Alberto Magno, en cambio, era otra clase de criatura. Uno de esos hombres que viajan más allá de las columnas de Hércules de la mente. Explorador, sí, pero de los que no sólo buscan nuevas tierras, sino que construyen los mapas con tinta de incógnita. Durante treinta años había guardado su secreto como los alquimistas guardan su oro: con temor, con un cierto orgullo, con una pizca de ternura. Quizá supo desde el principio que lo suyo no era un simple artefacto, sino un espejo. Y no hay espejo más cruel que aquel que se parece demasiado a nosotros.
Así llega a escena Masahiro Mori, el japonés silencioso que dibujó un valle con tinta invisible. No un valle de amapolas, sino uno más oscuro, más profundo, que se abre justo cuando un robot se acerca demasiado a parecer humano. Hay un punto, decía Mori, en que el parecido deja de fascinar y empieza a repugnar. Como si al alma le doliera el plagio. Como si los huesos, desde lo más hondo, recordaran que hay cosas que no deben imitarse.
Imaginemos una línea. En un lado, una tostadora. En el otro, tu hermana. En medio, un muñeco que parpadea, que mueve los labios como si supiera lo que está diciendo, que tiene la piel fría del plástico maquillado. A medida que esa cosa se parece más a ti, uno empieza a sonreír. Hasta que de pronto, ¡zas!, la sonrisa se hiela. Hay algo en la mirada, un parpadeo torpe, un gesto que no encaja. Y entonces llega el escalofrío. El valle. El susurro ancestral que dice: “Esto no es de los nuestros”.
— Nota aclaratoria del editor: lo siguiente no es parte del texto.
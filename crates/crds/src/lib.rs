//! Fleetshard data model
//!
//! The `Central` custom resource materialized on the data-plane cluster, the
//! `ManagedCentral` desired state handed out by the fleet manager and the
//! `DataPlaneCentralStatus` reported back to it.

pub mod central;
pub mod managed_central;
pub mod status;

pub use central::*;
pub use managed_central::*;
pub use status::*;
//! ManagedCentral
//!
//! Desired state of one tenant as served by the fleet manager's private
//! agent-cluster API. Read-only on the data plane.

use std::collections::BTreeMap;

use serde::{Deserialize, Serialize};

/// Lifecycle status strings used by the fleet manager
pub const REQUEST_STATUS_PROVISIONING: &str = "provisioning";
pub const REQUEST_STATUS_READY: &str = "ready";

#[derive(Debug, Clone, Default, PartialEq, Serialize, Deserialize)]
#[serde(rename_all = "camelCase")]
pub struct ManagedCentralList {
    #[serde(default)]
    pub kind: String,
    #[serde(default)]
    pub items: Vec<ManagedCentral>,
}

#[derive(Debug, Clone, Default, PartialEq, Serialize, Deserialize)]
#[serde(rename_all = "camelCase")]
pub struct ManagedCentral {
    #[serde(default)]
    pub id: String,
    #[serde(default)]
    pub kind: String,
    #[serde(default)]
    pub metadata: ManagedCentralMetadata,
    #[serde(default)]
    pub spec: ManagedCentralSpec,
    /// Lifecycle status string, see [`RequestStatus`]
    #[serde(default)]
    pub request_status: String,
}

impl ManagedCentral {
    /// Tenant is being torn down
    pub fn is_deleting(&self) -> bool {
        self.metadata
            .deletion_timestamp
            .as_deref()
            .is_some_and(|ts| !ts.is_empty())
    }

    pub fn request_status(&self) -> RequestStatus {
        RequestStatus::from(self.request_status.as_str())
    }

    /// `namespace/name` for log messages
    pub fn key(&self) -> String {
        format!("{}/{}", self.metadata.namespace, self.metadata.name)
    }
}

#[derive(Debug, Clone, Default, PartialEq, Serialize, Deserialize)]
#[serde(rename_all = "camelCase")]
pub struct ManagedCentralMetadata {
    #[serde(default)]
    pub name: String,
    #[serde(default)]
    pub namespace: String,
    #[serde(default, skip_serializing_if = "BTreeMap::is_empty")]
    pub annotations: BTreeMap<String, String>,
    /// Set (non-empty) once the tenant has been marked for deletion
    #[serde(default, skip_serializing_if = "Option::is_none")]
    pub deletion_timestamp: Option<String>,
}

#[derive(Debug, Clone, Default, PartialEq, Serialize, Deserialize)]
#[serde(rename_all = "camelCase")]
pub struct ManagedCentralSpec {
    #[serde(default, skip_serializing_if = "Vec::is_empty")]
    pub owners: Vec<String>,
    #[serde(default)]
    pub auth: AuthSpec,
    #[serde(default)]
    pub ui_endpoint: EndpointSpec,
    #[serde(default)]
    pub data_endpoint: EndpointSpec,
    #[serde(default)]
    pub central: ManagedCentralComponent,
    #[serde(default)]
    pub scanner: ManagedScannerComponent,
}

#[derive(Debug, Clone, Default, PartialEq, Eq, Serialize, Deserialize)]
#[serde(rename_all = "camelCase")]
pub struct AuthSpec {
    #[serde(default)]
    pub client_id: String,
    #[serde(default)]
    pub client_secret: String,
    #[serde(default)]
    pub owner_user_id: String,
    #[serde(default)]
    pub owner_org_id: String,
    #[serde(default)]
    pub issuer: String,
}

#[derive(Debug, Clone, Default, PartialEq, Eq, Serialize, Deserialize)]
#[serde(rename_all = "camelCase")]
pub struct EndpointSpec {
    #[serde(default)]
    pub host: String,
}

/// Requests and limits as sent by the fleet manager
#[derive(Debug, Clone, Default, PartialEq, Eq, Serialize, Deserialize)]
#[serde(rename_all = "camelCase")]
pub struct ManagedResources {
    #[serde(default, skip_serializing_if = "BTreeMap::is_empty")]
    pub requests: BTreeMap<String, String>,
    #[serde(default, skip_serializing_if = "BTreeMap::is_empty")]
    pub limits: BTreeMap<String, String>,
}

impl ManagedResources {
    pub fn is_empty(&self) -> bool {
        self.requests.is_empty() && self.limits.is_empty()
    }
}

#[derive(Debug, Clone, Default, PartialEq, Eq, Serialize, Deserialize)]
#[serde(rename_all = "camelCase")]
pub struct ManagedCentralComponent {
    #[serde(default)]
    pub resources: ManagedResources,
}

#[derive(Debug, Clone, Default, PartialEq, Eq, Serialize, Deserialize)]
#[serde(rename_all = "camelCase")]
pub struct ManagedScannerComponent {
    #[serde(default)]
    pub analyzer: ManagedScannerAnalyzer,
    #[serde(default)]
    pub db: ManagedScannerDb,
}

#[derive(Debug, Clone, Default, PartialEq, Eq, Serialize, Deserialize)]
#[serde(rename_all = "camelCase")]
pub struct ManagedScannerAnalyzer {
    #[serde(default)]
    pub resources: ManagedResources,
    #[serde(default)]
    pub scaling: ManagedScaling,
}

#[derive(Debug, Clone, Default, PartialEq, Eq, Serialize, Deserialize)]
#[serde(rename_all = "camelCase")]
pub struct ManagedScannerDb {
    #[serde(default)]
    pub resources: ManagedResources,
}

#[derive(Debug, Clone, Default, PartialEq, Eq, Serialize, Deserialize)]
#[serde(rename_all = "camelCase")]
pub struct ManagedScaling {
    /// "enabled" or "disabled"; empty leaves the operator default
    #[serde(default)]
    pub auto_scaling: String,
    #[serde(default)]
    pub replicas: i32,
    #[serde(default)]
    pub min_replicas: i32,
    #[serde(default)]
    pub max_replicas: i32,
}

/// Coarse lifecycle of a tenant as tracked by the fleet manager
#[derive(Debug, Clone, PartialEq, Eq)]
pub enum RequestStatus {
    Provisioning,
    Ready,
    Other(String),
}

impl From<&str> for RequestStatus {
    fn from(value: &str) -> Self {
        match value {
            REQUEST_STATUS_PROVISIONING => Self::Provisioning,
            REQUEST_STATUS_READY => Self::Ready,
            other => Self::Other(other.to_string()),
        }
    }
}

#[cfg(test)]
mod tests {
    use super::*;

    #[test]
    fn test_deserialize_private_api_payload() {
        let raw = r#"{
            "id": "cb45idheg5ip6dq1jo4g",
            "kind": "ManagedCentral",
            "metadata": {
                "name": "acs-tenant",
                "namespace": "rhacs-cb45idheg5ip6dq1jo4g",
                "deletionTimestamp": "2023-01-02T15:04:05Z"
            },
            "spec": {
                "uiEndpoint": {"host": "acs-tenant.example.com"},
                "central": {"resources": {"limits": {"cpu": "2"}}},
                "scanner": {"analyzer": {"scaling": {"autoScaling": "enabled", "minReplicas": 1}}}
            },
            "requestStatus": "provisioning"
        }"#;

        let central: ManagedCentral = serde_json::from_str(raw).unwrap();
        assert!(central.is_deleting());
        assert_eq!(central.request_status(), RequestStatus::Provisioning);
        assert_eq!(central.key(), "rhacs-cb45idheg5ip6dq1jo4g/acs-tenant");
        assert_eq!(central.spec.central.resources.limits.get("cpu").map(String::as_str), Some("2"));
        assert_eq!(central.spec.scanner.analyzer.scaling.min_replicas, 1);
        assert!(central.spec.data_endpoint.host.is_empty());
    }

    #[test]
    fn test_empty_deletion_timestamp_is_not_deleting() {
        let mut central = ManagedCentral::default();
        assert!(!central.is_deleting());
        central.metadata.deletion_timestamp = Some(String::new());
        assert!(!central.is_deleting());
    }

    #[test]
    fn test_unknown_request_status() {
        assert_eq!(RequestStatus::from("ready"), RequestStatus::Ready);
        assert_eq!(
            RequestStatus::from("deprovision"),
            RequestStatus::Other("deprovision".to_string())
        );
    }
}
Freud lo llamó das Unheimliche, lo siniestro. Mori, más prudente, lo llamó inquietante. Pero el efecto era el mismo: el alma retrocedía. Y no por capricho, sino por defensa. Como los pájaros que se alejan del espantapájaros que se mueve demasiado bien.
Pero no todo es sombra en ese valle. Algunos, como los diseñadores de manga, encontraron un sendero entre las piedras. Dibujaron robots sin cara, con grandes ojos y movimientos danzarines. Robots que no fingían ser humanos, sino que jugaban a ser otra cosa. Astroboy, Asimo, Gundam… criaturas abstractas que despertaban simpatía sin usurpar el lugar del hombre. Era como si la infancia, ese reino donde todo puede hablar, hubiese venido a tender la mano a la robótica.
En esa línea, Asimo se convirtió en el embajador de los autómatas bien criados. No hablaba demasiado. No fruncía el ceño. Caminaba, servía té, hacía reverencias. Y, sobre todo, no daba miedo. Era pequeño, como un niño astronauta, y su cara no decía nada, lo cual era un alivio. En Japón lo recibieron con afecto, casi con cariño. En Australia, con precisión mecánica. Y en ambos casos, funcionó. Porque, quizá, lo importante no era que pareciera humano, sino que no pretendiera serlo.
Hay algo aquí, una lección tal vez, o una advertencia, quizás un poema, que late entre las líneas de código y las arrugas de la piel. Puede que los humanos lleguemos a amar a los robots, pero a condición de que no nos mientan. Puede que aceptemos a las máquinas cuando no intenten ser nuestros reflejos, sino nuestros compañeros.
Y, al final, tal vez todo esto se reduzca a una vieja pregunta con ropajes nuevos: ¿qué nos hace humanos? ¿Es el gesto? ¿La voz? ¿El temblor en la mirada? Tal vez, como sugería Mori, el valle inquietante no sea un problema técnico, sino una oportunidad filosófica. Una grieta en la montaña por donde asoma, tímida, la posibilidad de entendernos mejor a nosotros mismos. Porque en el fondo, y a pesar de toda la ingeniería, lo que nos perturba no es el robot. Es el parecido. Es vernos a nosotros mismos, imperfectos y repetidos, en el espejo de una máquina que casi, casi, nos ha alcanzado.